That fear remains given the mixed messages coming from the White House. President Donald Trump, who campaigned on a promise to deport millions of immigrants working in the U.S. illegally, last month paused arrests at farms, restaurants and hotels. But less than a week later, the assistant secretary of the Department of Homeland Security said worksite enforcement would continue.
Such uncertainty is causing problems in big states like California, where farms produce more than three-quarters of the country's fruit and more than a third of its vegetables. But it's also affecting small states like Vermont, where dairy is as much a part of the state's identity as its famous maple syrup.
Nearly two-thirds of all milk production in New England comes from Vermont, where more than half the state's farmland is dedicated to dairy and dairy crops. There are roughly 113,000 cows and 7,500 goats spread across 480 farms, according to the Vermont Agency of Agriculture, Food and Markets, which pegs the industry's annual economic impact at $5.4 billion.
That impact has more than doubled in the last decade, with widespread help from immigrant labor.
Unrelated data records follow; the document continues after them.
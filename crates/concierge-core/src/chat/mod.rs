//! Conversation state and the dialogue controller.
//!
//! - `ConversationStore`: append-only turn history for one session
//! - `SystemPromptBuilder`: instruction template + catalog interpolation
//! - `DialogueController`: reacts to panel toggles and message submissions

pub mod controller;
pub mod prompt;
pub mod store;
//! Shared domain types for the Concierge chat widget.
//!
//! Turns, the chat-completion wire shapes, the catalog snapshot, widget
//! display primitives, configuration, and their error types.
//!
//! Zero infrastructure dependencies -- only serde, serde_json, thiserror.

pub mod catalog;
pub mod chat;
pub mod config;
pub mod error;
pub mod llm;
pub mod widget;
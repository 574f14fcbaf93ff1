//! Headless widget document.
//!
//! `HtmlPanel` is the in-memory model of the chat widget: the toggle control
//! with its open/close indicator icons, the message list, and the input row.
//! It implements [`DisplaySurface`] and can serialize itself to markup with
//! [`HtmlPanel::to_html`].

use concierge_types::widget::{BlockId, BlockKind, PanelState};
use tracing::debug;

use super::markup::format_markup;
use super::surface::DisplaySurface;

/// A block currently present in the message list.
#[derive(Debug, Clone, PartialEq, Eq)]
pub struct RenderedBlock {
    pub id: BlockId,
    pub kind: BlockKind,
    /// Escaped markup produced by [`format_markup`].
    pub markup: String,
}

/// In-memory chat widget document.
#[derive(Debug, Clone)]
pub struct HtmlPanel {
    blocks: Vec<RenderedBlock>,
    next_id: u64,
    panel: PanelState,
    open_icon_visible: bool,
    close_icon_visible: bool,
    input_enabled: bool,
    /// Index of the block scrolled into view at the bottom of the list.
    scroll_top: usize,
}

impl HtmlPanel {
    /// A collapsed panel with an empty message list.
    pub fn new() -> Self {
        Self {
            blocks: Vec::new(),
            next_id: 1,
            panel: PanelState::Collapsed,
            open_icon_visible: true,
            close_icon_visible: false,
            input_enabled: true,
            scroll_top: 0,
        }
    }

    pub fn blocks(&self) -> &[RenderedBlock] {
        &self.blocks
    }

    pub fn panel_state(&self) -> PanelState {
        self.panel
    }

    /// Visibility of the (open, close) indicator icons.
    pub fn indicators(&self) -> (bool, bool) {
        (self.open_icon_visible, self.close_icon_visible)
    }

    pub fn input_enabled(&self) -> bool {
        self.input_enabled
    }

    /// Total scrollable height, one unit per block.
    pub fn scroll_height(&self) -> usize {
        self.blocks.len()
    }

    pub fn scroll_top(&self) -> usize {
        self.scroll_top
    }

    /// Whether the newest block is the one in view.
    pub fn is_pinned_to_latest(&self) -> bool {
        self.scroll_top >= self.scroll_height()
    }

    /// Whether a placeholder block is currently shown.
    pub fn has_placeholder(&self) -> bool {
        self.blocks.iter().any(|b| b.kind == BlockKind::Placeholder)
    }

    /// Render the whole widget: toggle control, message list, input row.
    pub fn to_html(&self) -> String {
        let display = |visible: bool| if visible { "block" } else { "none" };
        let active = if self.panel.is_expanded() { " active" } else { "" };
        let disabled = if self.input_enabled { "" } else { " disabled" };

        let mut html = String::new();
        html.push_str(&format!(
            "<button class=\"chat-toggle\" type=\"button\">\
             <span class=\"open-icon\" style=\"display: {}\"></span>\
             <span class=\"close-icon\" style=\"display: {}\"></span>\
             </button>\n",
            display(self.open_icon_visible),
            display(self.close_icon_visible),
        ));
        html.push_str(&format!("<div class=\"chat-box{active}\">\n"));
        html.push_str(&format!(
            "<div class=\"chat-messages\" data-scroll-top=\"{}\">\n",
            self.scroll_top
        ));
        for block in &self.blocks {
            html.push_str(&format!(
                "<div class=\"{}\" id=\"{}\">{}</div>\n",
                block.kind.css_classes(),
                block.id,
                block.markup
            ));
        }
        html.push_str("</div>\n");
        html.push_str(&format!(
            "<form class=\"chat-form\">\
             <input class=\"chat-input\" type=\"text\" placeholder=\"Ask about our rentals...\"{disabled}>\
             <button type=\"submit\"{disabled}>Send</button>\
             </form>\n"
        ));
        html.push_str("</div>\n");
        html
    }
}

impl Default for HtmlPanel {
    fn default() -> Self {
        Self::new()
    }
}

impl DisplaySurface for HtmlPanel {
    fn append_block(&mut self, kind: BlockKind, text: &str) -> BlockId {
        let id = BlockId(self.next_id);
        self.next_id += 1;
        self.blocks.push(RenderedBlock {
            id,
            kind,
            markup: format_markup(text),
        });
        id
    }

    fn remove_block(&mut self, id: BlockId) {
        let before = self.blocks.len();
        self.blocks.retain(|b| b.id != id);
        if self.blocks.len() == before {
            debug!(block = %id, "Attempted to remove unknown block");
        }
        self.scroll_top = self.scroll_top.min(self.scroll_height());
    }

    fn scroll_to_latest(&mut self) {
        self.scroll_top = self.scroll_height();
    }

    fn set_panel_state(&mut self, state: PanelState) {
        self.panel = state;
        self.open_icon_visible = !state.is_expanded();
        self.close_icon_visible = state.is_expanded();
    }

    fn set_input_enabled(&mut self, enabled: bool) {
        self.input_enabled = enabled;
    }
}

#[cfg(test)]
mod tests {
    use super::*;

    #[test]
    fn test_new_panel_is_collapsed() {
        let panel = HtmlPanel::new();
        assert_eq!(panel.panel_state(), PanelState::Collapsed);
        assert_eq!(panel.indicators(), (true, false));
        assert!(panel.blocks().is_empty());
        assert!(panel.input_enabled());
    }

    #[test]
    fn test_append_formats_markup() {
        let mut panel = HtmlPanel::new();
        let id = panel.append_block(BlockKind::Assistant, "Hi <b>there</b>\n\nBye");
        assert_eq!(panel.blocks()[0].id, id);
        assert_eq!(
            panel.blocks()[0].markup,
            "Hi &lt;b&gt;there&lt;/b&gt;<br><br>Bye"
        );
    }

    #[test]
    fn test_remove_placeholder() {
        let mut panel = HtmlPanel::new();
        panel.append_block(BlockKind::User, "hello");
        let placeholder = panel.append_block(BlockKind::Placeholder, "Typing...");
        panel.scroll_to_latest();
        assert!(panel.has_placeholder());
        assert_eq!(panel.scroll_top(), 2);

        panel.remove_block(placeholder);
        assert!(!panel.has_placeholder());
        assert_eq!(panel.blocks().len(), 1);
        assert!(panel.is_pinned_to_latest());

        // Removing twice is harmless.
        panel.remove_block(placeholder);
        assert_eq!(panel.blocks().len(), 1);
    }

    #[test]
    fn test_block_ids_are_unique() {
        let mut panel = HtmlPanel::new();
        let a = panel.append_block(BlockKind::User, "a");
        panel.remove_block(a);
        let b = panel.append_block(BlockKind::User, "b");
        assert_ne!(a, b);
    }

    #[test]
    fn test_scroll_pinning() {
        let mut panel = HtmlPanel::new();
        panel.append_block(BlockKind::User, "one");
        assert!(!panel.is_pinned_to_latest());
        panel.scroll_to_latest();
        assert!(panel.is_pinned_to_latest());
        panel.append_block(BlockKind::Assistant, "two");
        assert!(!panel.is_pinned_to_latest());
        panel.scroll_to_latest();
        assert_eq!(panel.scroll_top(), 2);
    }

    #[test]
    fn test_set_panel_state_swaps_icons() {
        let mut panel = HtmlPanel::new();
        panel.set_panel_state(PanelState::Expanded);
        assert_eq!(panel.indicators(), (false, true));
        panel.set_panel_state(PanelState::Collapsed);
        assert_eq!(panel.indicators(), (true, false));
    }

    #[test]
    fn test_to_html_structure() {
        let mut panel = HtmlPanel::new();
        panel.set_panel_state(PanelState::Expanded);
        panel.append_block(BlockKind::User, "Tiny houses?");
        panel.append_block(BlockKind::Assistant, "Yes!\nTwo of them 🏡");
        panel.set_input_enabled(false);

        let html = panel.to_html();
        assert!(html.contains("<div class=\"chat-box active\">"));
        assert!(html.contains("<div class=\"message user\" id=\"msg-1\">Tiny houses?</div>"));
        assert!(html.contains("<div class=\"message bot\" id=\"msg-2\">Yes!<br>Two of them 🏡</div>"));
        assert!(html.contains("<span class=\"open-icon\" style=\"display: none\">"));
        assert!(html.contains("<span class=\"close-icon\" style=\"display: block\">"));
        assert!(html.contains("Send</button>") && html.contains(" disabled>"));
    }
}
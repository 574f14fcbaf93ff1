//! Welcome banner display for chat sessions.

use console::style;

/// Print the welcome banner at the start of a chat session.
pub fn print_welcome_banner(model: &str, endpoint: &str, listings: usize, session_id: &str) {
    println!();
    println!(
        "  {} {}",
        "🏡",
        style("Offbeat Retreats Concierge").cyan().bold()
    );
    println!(
        "  {}",
        style("Quirky stays, matched to you in a couple of questions.").dim()
    );
    println!();
    println!("  {}     {}", style("Model:").bold(), style(model).dim());
    println!("  {}  {}", style("Endpoint:").bold(), style(endpoint).dim());
    println!("  {}   {}", style("Catalog:").bold(), style(listing_label(listings)).dim());
    println!(
        "  {}   {}",
        style("Session:").bold(),
        style(&session_id[..8.min(session_id.len())]).dim()
    );
    println!();
    println!(
        "  {}",
        style("Type /help for commands, Ctrl+D to exit").dim()
    );
    println!("  {}", style("---").dim());
    println!();
}

fn listing_label(listings: usize) -> String {
    match listings {
        0 => "no listings loaded".to_string(),
        1 => "1 listing".to_string(),
        n => format!("{n} listings"),
    }
}
//! Async readline input handling for the chat loop.
//!
//! Wraps `rustyline_async::Readline` to provide async line reading with
//! proper handling of EOF (Ctrl+D) and interrupt (Ctrl+C) signals.

use rustyline_async::{Readline, ReadlineError, ReadlineEvent, SharedWriter};

/// Events produced by the input handler.
#[derive(Debug)]
pub enum InputEvent {
    /// User submitted a line (untrimmed; the controller trims).
    Message(String),
    /// End of file (Ctrl+D).
    Eof,
    /// Interrupt signal (Ctrl+C).
    Interrupted,
}

/// Async input handler wrapping rustyline_async.
pub struct ChatInput {
    rl: Readline,
}

impl ChatInput {
    /// Create a new chat input handler with the given initial prompt.
    ///
    /// Returns the input handler and a `SharedWriter` that can be used to
    /// print output without interfering with the readline prompt.
    pub fn new(prompt: String) -> Result<(Self, SharedWriter), ReadlineError> {
        let (rl, stdout) = Readline::new(prompt)?;
        Ok((Self { rl }, stdout))
    }

    /// Read a line of input.
    pub async fn read_line(&mut self) -> InputEvent {
        match self.rl.readline().await {
            Ok(ReadlineEvent::Line(line)) => InputEvent::Message(line),
            Ok(ReadlineEvent::Eof) => InputEvent::Eof,
            Ok(ReadlineEvent::Interrupted) => InputEvent::Interrupted,
            Err(_) => InputEvent::Eof,
        }
    }

    /// Clear the terminal screen.
    pub fn clear(&mut self) {
        let _ = self.rl.clear();
    }
}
More than 90% of the farms surveyed for the agency's recent report employed migrant workers.
Among them is Wuendy Bernardo, who has lived on a Vermont dairy farm for more than a decade and has an active application to stop her deportation on humanitarian grounds: Bernardo is the primary caregiver for her five children and her two orphaned younger sisters, according to a 2023 letter signed by dozens of state lawmakers.
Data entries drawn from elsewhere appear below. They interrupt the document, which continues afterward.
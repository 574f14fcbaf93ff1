//! Conversation turn types.
//!
//! A [`Turn`] is one role-tagged message. Turns serialize to the
//! `{ "role": ..., "content": ... }` shape the chat-completion endpoint
//! expects, so the same value is both stored and sent.

use serde::{Deserialize, Serialize};

use std::fmt;

/// Role of a turn in the conversation.
#[derive(Debug, Clone, Copy, PartialEq, Eq, Hash, Serialize, Deserialize)]
#[serde(rename_all = "lowercase")]
pub enum Role {
    System,
    User,
    Assistant,
}

impl fmt::Display for Role {
    fn fmt(&self, f: &mut fmt::Formatter<'_>) -> fmt::Result {
        match self {
            Role::System => write!(f, "system"),
            Role::User => write!(f, "user"),
            Role::Assistant => write!(f, "assistant"),
        }
    }
}

/// One exchange unit in a conversation.
///
/// Fields are private: once a turn exists its role and content never change.
#[derive(Debug, Clone, PartialEq, Eq, Serialize, Deserialize)]
pub struct Turn {
    role: Role,
    content: String,
}

impl Turn {
    pub fn new(role: Role, content: impl Into<String>) -> Self {
        Self {
            role,
            content: content.into(),
        }
    }

    pub fn system(content: impl Into<String>) -> Self {
        Self::new(Role::System, content)
    }

    pub fn user(content: impl Into<String>) -> Self {
        Self::new(Role::User, content)
    }

    pub fn assistant(content: impl Into<String>) -> Self {
        Self::new(Role::Assistant, content)
    }

    pub fn role(&self) -> Role {
        self.role
    }

    pub fn content(&self) -> &str {
        &self.content
    }
}
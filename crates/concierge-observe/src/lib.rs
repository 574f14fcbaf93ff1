//! Observability setup for the Concierge chat widget.

pub mod tracing_setup;
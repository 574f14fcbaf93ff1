//! Remote completion abstraction.

pub mod provider;
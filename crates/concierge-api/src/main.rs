//! Concierge terminal entry point.
//!
//! Binary name: `concierge`
//!
//! Parses CLI arguments, sets up tracing, loads the widget configuration, then
//! dispatches to the chat loop or the prompt inspector.

mod cli;

use clap::Parser;
use clap_complete::generate;

use concierge_infra::config::{load_widget_config, read_widget_config, resolve_config_path};
use concierge_observe::tracing_setup::{TracingOptions, init_tracing, shutdown_tracing};
use concierge_types::config::WidgetConfig;

use cli::{Cli, Commands};

#[tokio::main]
async fn main() -> anyhow::Result<()> {
    let cli = Cli::parse();

    // Shell completions don't need config or logging
    if let Commands::Completions { shell } = &cli.command {
        let mut cmd = <Cli as clap::CommandFactory>::command();
        generate(*shell, &mut cmd, "concierge", &mut std::io::stdout());
        return Ok(());
    }

    let options = TracingOptions {
        json: cli.log_json,
        otel: cli.otel,
        ..TracingOptions::from_verbosity(cli.verbose, cli.quiet)
    };
    init_tracing(&options).map_err(|e| anyhow::anyhow!("Failed to initialize tracing: {e}"))?;

    // Every exit from here on goes through shutdown so buffered spans are flushed
    let result = run(cli).await;

    shutdown_tracing();
    result
}

async fn run(cli: Cli) -> anyhow::Result<()> {
    let config = load_config(&cli).await?;

    match cli.command {
        Commands::Chat => cli::chat::loop_runner::run_chat_loop(&config).await,
        Commands::Prompt { json } => cli::prompt::print_prompt(&config, json).await,
        Commands::Completions { .. } => Ok(()),
    }
}

/// An explicit `--config` must exist and parse; the default location is optional.
async fn load_config(cli: &Cli) -> anyhow::Result<WidgetConfig> {
    let mut config = match &cli.config {
        Some(path) => read_widget_config(path).await?,
        None => load_widget_config(&resolve_config_path()).await,
    };

    if let Some(path) = &cli.template {
        config.prompt_template = Some(path.to_string_lossy().into_owned());
    }

    Ok(config)
}
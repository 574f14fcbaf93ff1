//! CompletionProvider trait definition.
//!
//! The one seam between the dialogue controller and the network. Uses native
//! async fn in traits (RPITIT) so implementations stay plain `async fn`s.

use concierge_types::llm::{ChatCompletionRequest, ChatCompletionResponse, LlmError};

/// Backend that turns a chat-completion payload into a response.
///
/// Implementations live in concierge-infra (e.g., `ProxyProvider`). A single
/// call is made per submitted message; implementations must not retry.
pub trait CompletionProvider: Send + Sync {
    /// Human-readable provider name, recorded on the request span.
    fn name(&self) -> &str;

    /// Send the payload and return the decoded response body.
    ///
    /// Any non-success HTTP status must surface as an error.
    fn complete(
        &self,
        request: &ChatCompletionRequest,
    ) -> impl std::future::Future<Output = Result<ChatCompletionResponse, LlmError>> + Send;
}
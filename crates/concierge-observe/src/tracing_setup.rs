//! Tracing subscriber initialization with structured logging and optional
//! OpenTelemetry trace export.
//!
//! # Usage
//!
//! ```no_run
//! use concierge_observe::tracing_setup::{TracingOptions, init_tracing};
//!
//! // Human-readable logs on stderr, warnings and above
//! init_tracing(&TracingOptions::default()).unwrap();
//! ```

use opentelemetry::trace::TracerProvider as _;
use opentelemetry_sdk::trace::SdkTracerProvider;
use tracing_subscriber::EnvFilter;
use tracing_subscriber::fmt::format::FmtSpan;
use tracing_subscriber::layer::SubscriberExt;
use tracing_subscriber::util::SubscriberInitExt;

use std::sync::OnceLock;

/// Stores the OTel tracer provider so it can be shut down cleanly on exit.
static TRACER_PROVIDER: OnceLock<SdkTracerProvider> = OnceLock::new();

/// How the global subscriber should be built.
#[derive(Debug, Clone)]
pub struct TracingOptions {
    /// Filter directive used when `RUST_LOG` is not set (e.g. `"warn"`).
    pub default_filter: String,
    /// Emit newline-delimited JSON instead of human-readable lines.
    pub json: bool,
    /// Bridge spans to OpenTelemetry with a stdout exporter.
    pub otel: bool,
}

impl Default for TracingOptions {
    fn default() -> Self {
        Self {
            default_filter: "warn".to_string(),
            json: false,
            otel: false,
        }
    }
}

impl TracingOptions {
    /// Options for a `-v` count and `--quiet` flag: 0 -> warn, 1 -> info, 2+ -> trace.
    pub fn from_verbosity(verbose: u8, quiet: bool) -> Self {
        let default_filter = match verbose {
            0 if quiet => "error",
            0 => "warn",
            1 => "info,concierge=debug",
            _ => "trace",
        };
        Self {
            default_filter: default_filter.to_string(),
            ..Self::default()
        }
    }
}

/// Initialize the global tracing subscriber.
///
/// - Logs go to stderr so they never interleave with the chat transcript.
/// - `RUST_LOG` wins over `default_filter` when set.
/// - With `otel`, spans (including the `gen_ai.chat` request span) are also
///   exported through OpenTelemetry.
///
/// # Errors
///
/// Returns an error if the global subscriber has already been set or the
/// filter directive does not parse.
pub fn init_tracing(options: &TracingOptions) -> Result<(), Box<dyn std::error::Error>> {
    let env_filter = match EnvFilter::try_from_default_env() {
        Ok(filter) => filter,
        Err(_) => EnvFilter::try_new(&options.default_filter)?,
    };

    let text_layer = (!options.json).then(|| {
        tracing_subscriber::fmt::layer()
            .with_writer(std::io::stderr)
            .with_target(false)
            .with_span_events(FmtSpan::CLOSE)
    });
    let json_layer = options.json.then(|| {
        tracing_subscriber::fmt::layer()
            .json()
            .with_writer(std::io::stderr)
            .with_current_span(true)
    });

    let otel_layer = if options.otel {
        let provider = SdkTracerProvider::builder()
            .with_simple_exporter(opentelemetry_stdout::SpanExporter::default())
            .build();
        let tracer = provider.tracer("concierge");

        let _ = TRACER_PROVIDER.set(provider.clone());
        opentelemetry::global::set_tracer_provider(provider);

        Some(tracing_opentelemetry::layer().with_tracer(tracer))
    } else {
        None
    };

    tracing_subscriber::registry()
        .with(env_filter)
        .with(text_layer)
        .with(json_layer)
        .with(otel_layer)
        .try_init()?;

    Ok(())
}

/// Flush pending traces and shut down the OpenTelemetry tracer provider.
///
/// Safe to call even when OTel was not enabled (no-op in that case).
pub fn shutdown_tracing() {
    if let Some(provider) = TRACER_PROVIDER.get() {
        if let Err(e) = provider.shutdown() {
            eprintln!("Warning: OTel tracer provider shutdown error: {e}");
        }
    }
}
Hundreds of Bernardo's supporters showed up for her most recent check-in with immigration officials.
'It's really difficult because every time I come here, I don't know if I'll be going back to my family or not,' she said after being told to return in a month.
Like Molina-Aguilar, Rossy Alfaro also worked 12-hour days with one day off per week on a Vermont farm. Now an advocate with Migrant Justice, she said the dairy industry would collapse without immigrant workers.
'It would all go down,' she said. 'There are many people working long hours, without complaining, without being able to say, 'I don't want to work.' They just do the job.'
___
Ramer reported from Concord, N.H.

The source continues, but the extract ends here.